With the American Civil Liberties Union now on board, Vincent plunged ahead. He filed a case in that same Hampshire Superior Court, maintaining that the system was depriving him of his constitutional right to pursue his case. Judge Bertha D. Josephson ordered Northampton to institute a new system in which complainants can argue their parking tickets in person before a clerk. However, she disagreed that the appeals process in Superior Court was unconstitutional.

Vincent took it the next step. He appealed to the Supreme Judicial Court. Last July, the high court sided with Josephson, saying a municipality could be swamped with frivolous appeals if Massachusetts changed its system.

Vincent has written a detailed analysis and rebuttal of that ruling. It's posted on his website, www.massdriversrights.com.

Several state representatives were sympathetic enough to Gillespie's cause to co-author a bill that would relegate parking ticket appeals to small claims court. It got hung up in the Joint House and Senate Judiciary Committee, however, and has yet to come to a vote.

Attorney William Newman, the local ACLU representative, has been supporting Gillespie in court and credits him with making it possible for people to argue their tickets in person.
"He's accomplished something that should not go unnoticed," Newman said.

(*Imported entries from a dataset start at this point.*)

//! # Actions
//!
//! Everything that can happen in the storefront shell becomes an `Action`.
//! User presses `c`? That's `Action::Navigate(Destination::Cart)`.
//! History reports a change? That's `Action::LocationChanged`.
//!
//! The `update()` function takes the current state and an action and
//! mutates the state. The only I/O-like thing it touches is the in-memory
//! location, which is part of the state.
//!
//! ```text
//! State + Action  →  update()  →  New State (+ Effect)
//! ```
//!
//! Back/forward and typed addresses only move the location. The location
//! then queues a change, and [`deliver_location_changes`] turns each one
//! into `Action::LocationChanged`, the same path a browser's `hashchange`
//! takes.

use log::debug;

use crate::core::location::Location;
use crate::core::route::Destination;
use crate::core::state::App;

#[derive(Debug, Clone, PartialEq)]
pub enum Action {
    /// Facade navigation to a typed destination.
    Navigate(Destination),
    /// An address typed by the user, written straight to the location.
    EnterLocation(String),
    /// The location changed outside the store.
    LocationChanged,
    Back,
    Forward,
    /// Jump to a history entry by index.
    JumpToHistory(usize),
    Quit,
}

#[derive(Debug, Clone, Copy, PartialEq, Eq)]
pub enum Effect {
    None,
    Quit,
}

pub fn update(app: &mut App, action: Action) -> Effect {
    debug!("Action: {:?}", action);
    match action {
        Action::Navigate(destination) => {
            app.store.navigator().go_to(destination);
            app.status_message = format!("Opened {}", app.store.href());
        }
        Action::EnterLocation(address) => {
            let address = address.trim();
            app.store.location_mut().set_fragment(address);
            app.status_message = format!("Loading {}", app.store.location().fragment());
        }
        Action::LocationChanged => {
            if app.store.on_external_change() {
                app.status_message = format!("Now at {}", app.store.href());
            }
        }
        Action::Back => {
            if !app.store.location_mut().back() {
                app.status_message = String::from("No earlier page");
            }
        }
        Action::Forward => {
            if !app.store.location_mut().forward() {
                app.status_message = String::from("No later page");
            }
        }
        Action::JumpToHistory(index) => {
            app.store.location_mut().go(index);
        }
        Action::Quit => return Effect::Quit,
    }
    Effect::None
}

/// Feed every pending location change back through `update`. Returns how
/// many were delivered.
pub fn deliver_location_changes(app: &mut App) -> usize {
    let mut delivered = 0;
    while app.store.location_mut().take_change() {
        update(app, Action::LocationChanged);
        delivered += 1;
    }
    delivered
}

According to Newman, Massachusetts is the only state in the country that makes the cost of appealing a parking ticket prohibitive. "Massachusetts makes it impossible to have an independent judicial officer hear your case," Newman said.

Meanwhile, Vincent Gillespie is preparing for the next legislative session. Although he long ago earned an engineering degree, Gillespie, a Greenfield resident, lives on his inheritance and folds all his energy into his causes.

He has interesting theories about the terrorist attacks of Sept. 11, 2001, and about the world's hidden power structure. He will be glad to share them with you if you ask. You can also get his thoughts on his website.